# Chapter 6

In [1]:
df = spark.read.format("csv")\
    .option("header", "true")\
    .option("inferSchema", "true")\
    .load("../pyspark-training/data/The-Definitive-Guide/retail-data/by-day/2010-12-01.csv")
df.printSchema()
df.createOrReplaceTempView("dfTable")

root
 |-- InvoiceNo: string (nullable = true)
 |-- StockCode: string (nullable = true)
 |-- Description: string (nullable = true)
 |-- Quantity: integer (nullable = true)
 |-- InvoiceDate: timestamp (nullable = true)
 |-- UnitPrice: double (nullable = true)
 |-- CustomerID: double (nullable = true)
 |-- Country: string (nullable = true)



## Converting to Spark Types

In [2]:
from pyspark.sql.functions import lit

In [3]:
df.select(lit(5), lit("five"), lit(5.0))

DataFrame[5: int, five: string, 5.0: double]

## Working with Booleans

In [4]:
from pyspark.sql.functions import col

In [5]:
df.where(col("InvoiceNo") != 536365)\
    .select("InvoiceNo", "Description")\
    .show(5, False)

+---------+-----------------------------+
|InvoiceNo|Description                  |
+---------+-----------------------------+
|536366   |HAND WARMER UNION JACK       |
|536366   |HAND WARMER RED POLKA DOT    |
|536367   |ASSORTED COLOUR BIRD ORNAMENT|
|536367   |POPPY'S PLAYHOUSE BEDROOM    |
|536367   |POPPY'S PLAYHOUSE KITCHEN    |
+---------+-----------------------------+
only showing top 5 rows



Cleaner option

In [6]:
df.where("InvoiceNo != 536365").show(5, False)
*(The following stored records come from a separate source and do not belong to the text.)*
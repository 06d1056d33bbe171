//! # Container state machine: states and transition table.
//!
//! The container occupies exactly one [`State`]. Entering a state runs that
//! state's activity over every component; the activity's [`Outcome`] picks the
//! next state from the table below. A state with no target for the outcome
//! parks the machine.
//!
//! ```text
//! State         Activity                    Success      Failure
//! ───────────── ─────────────────────────── ──────────── ────────────
//! New           -                           Initializing Destroyed
//! Initializing  init() each, abort on error Initialized  Destroying
//! Initialized   resolve dependency order    Starting     Destroying
//! Starting      start() each, abort on err  Started      Stopping
//! Started       -                           Running      -
//! Running       park                        -            -
//! Stopping      stop() each, never aborts   Stopped      Stopped
//! Stopped       -                           Destroying   -
//! Destroying    destroy() each, never abort Destroyed    Destroyed
//! Destroyed     terminal                    -            -
//! ```

/// Result of one state's activity.
#[derive(Debug, Clone, Copy, PartialEq, Eq)]
pub enum Outcome {
    /// Every component processed without a phase-fatal error.
    Success,
    /// A phase-fatal error aborted the activity.
    Failure,
}

/// Position of the container in its lifecycle.
#[derive(Debug, Clone, Copy, PartialEq, Eq, PartialOrd, Ord, Hash, Default)]
pub enum State {
    /// Nothing attempted yet; registration is open.
    #[default]
    New,
    /// Calling `init()` on every component.
    Initializing,
    /// Every component initialized; computing the dependency order.
    Initialized,
    /// Calling `start()` on every component.
    Starting,
    /// Every component started.
    Started,
    /// Parked until [`Container::stop`](crate::Container::stop).
    Running,
    /// Calling `stop()` on every component.
    Stopping,
    /// Every component stopped.
    Stopped,
    /// Calling `destroy()` on every component.
    Destroying,
    /// Terminal.
    Destroyed,
}

impl State {
    /// Target after the activity of `self` ended with `outcome`.
    ///
    /// `None` parks the machine in `self`.
    ///
    /// # Example
    /// ```
    /// use lifevisor::{Outcome, State};
    ///
    /// assert_eq!(State::Starting.next(Outcome::Failure), Some(State::Stopping));
    /// assert_eq!(State::Initializing.next(Outcome::Failure), Some(State::Destroying));
    /// assert_eq!(State::Running.next(Outcome::Success), None);
    /// ```
    pub fn next(self, outcome: Outcome) -> Option<State> {
        match outcome {
            Outcome::Success => self.on_success(),
            Outcome::Failure => self.on_failure(),
        }
    }

    /// Target when the activity succeeded.
    pub fn on_success(self) -> Option<State> {
        match self {
            State::New => Some(State::Initializing),
            State::Initializing => Some(State::Initialized),
            State::Initialized => Some(State::Starting),
            State::Starting => Some(State::Started),
            State::Started => Some(State::Running),
            State::Running => None,
            State::Stopping => Some(State::Stopped),
            State::Stopped => Some(State::Destroying),
            State::Destroying => Some(State::Destroyed),
            State::Destroyed => None,
        }
    }

    /// Target when the activity failed.
    pub fn on_failure(self) -> Option<State> {
        match self {
            State::New => Some(State::Destroyed),
            State::Initializing => Some(State::Destroying),
            State::Initialized => Some(State::Destroying),
            State::Starting => Some(State::Stopping),
            State::Started => None,
            State::Running => None,
            State::Stopping => Some(State::Stopped),
            State::Stopped => None,
            State::Destroying => Some(State::Destroyed),
            State::Destroyed => None,
        }
    }

    /// Where an explicit stop request enters the teardown path from `self`.
    ///
    /// `None` when there is nothing to tear down (never started, or already finished).
    pub fn stop_target(self) -> Option<State> {
        match self {
            State::Running => Some(State::Stopping),
            _ => None,
        }
    }

    /// Returns true when no transition leads out of this state and it is not the
    /// `Running` park.
    pub fn is_finished(self) -> bool {
        self != State::Running && self.on_success().is_none() && self.on_failure().is_none()
    }

    /// Returns a short stable label (snake_case).
    pub fn as_label(self) -> &'static str {
        match self {
            State::New => "new",
            State::Initializing => "initializing",
            State::Initialized => "initialized",
            State::Starting => "starting",
            State::Started => "started",
            State::Running => "running",
            State::Stopping => "stopping",
            State::Stopped => "stopped",
            State::Destroying => "destroying",
            State::Destroyed => "destroyed",
        }
    }
}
+---------+---------+-----------------------------+--------+-------------------+---------+----------+--------------+
|InvoiceNo|StockCode|Description                  |Quantity|InvoiceDate        |UnitPrice|CustomerID|Country       |
+---------+---------+-----------------------------+--------+-------------------+---------+----------+--------------+
|536366   |22633    |HAND WARMER UNION JACK       |6       |2010-12-01 08:28:00|1.85     |17850.0   |United Kingdom|
|536366   |22632    |HAND WARMER RED POLKA DOT    |6       |2010-12-01 08:28:00|1.85     |17850.0   |United Kingdom|
|536367   |84879    |ASSORTED COLOUR BIRD ORNAMENT|32      |2010-12-01 08:34:00|1.69     |13047.0   |United Kingdom|
|536367   |22745    |POPPY'S PLAYHOUSE BEDROOM    |6       |2010-12-01 08:34:00|2.1      |13047.0   |United Kingdom|
|536367   |22748    |POPPY'S PLAYHOUSE KITCHEN    |6       |2010-12-01 08:34:00|2.1      |13047.0   |United Kingdom|
+---------+---------+-----------------------------+--------+----

### Filter by multiple conditions
`instr(str, substr)` - Returns the (1-based) index of the first occurrence of substr in str. 

Examples: `SELECT instr('SparkSQL', 'SQL')`; 6

In [7]:
from pyspark.sql.functions import instr
priceFilter = col("UnitPrice") > 500
descripFilter = instr(df.Description, "POSTAGE") >= 1
df.where(df.StockCode.isin("DOT")).where(priceFilter | descripFilter).show()

+---------+---------+--------------+--------+-------------------+---------+----------+--------------+
|InvoiceNo|StockCode|   Description|Quantity|        InvoiceDate|UnitPrice|CustomerID|       Country|
+---------+---------+--------------+--------+-------------------+---------+----------+--------------+
|   536544|      DOT|DOTCOM POSTAGE|       1|2010-12-01 14:32:00|   569.77|      null|United Kingdom|
|   536592|      DOT|DOTCOM POSTAGE|       1|2010-12-01 17:06:00|   607.49|      null|United Kingdom|
+---------+---------+--------------+--------+-------------------+---------+----------+--------------+



### Add a boolean column

In [8]:
DOTCodeFilter = col("StockCode") == "DOT"
df.withColumn("isExpensive", DOTCodeFilter & (priceFilter | descripFilter)).show(3)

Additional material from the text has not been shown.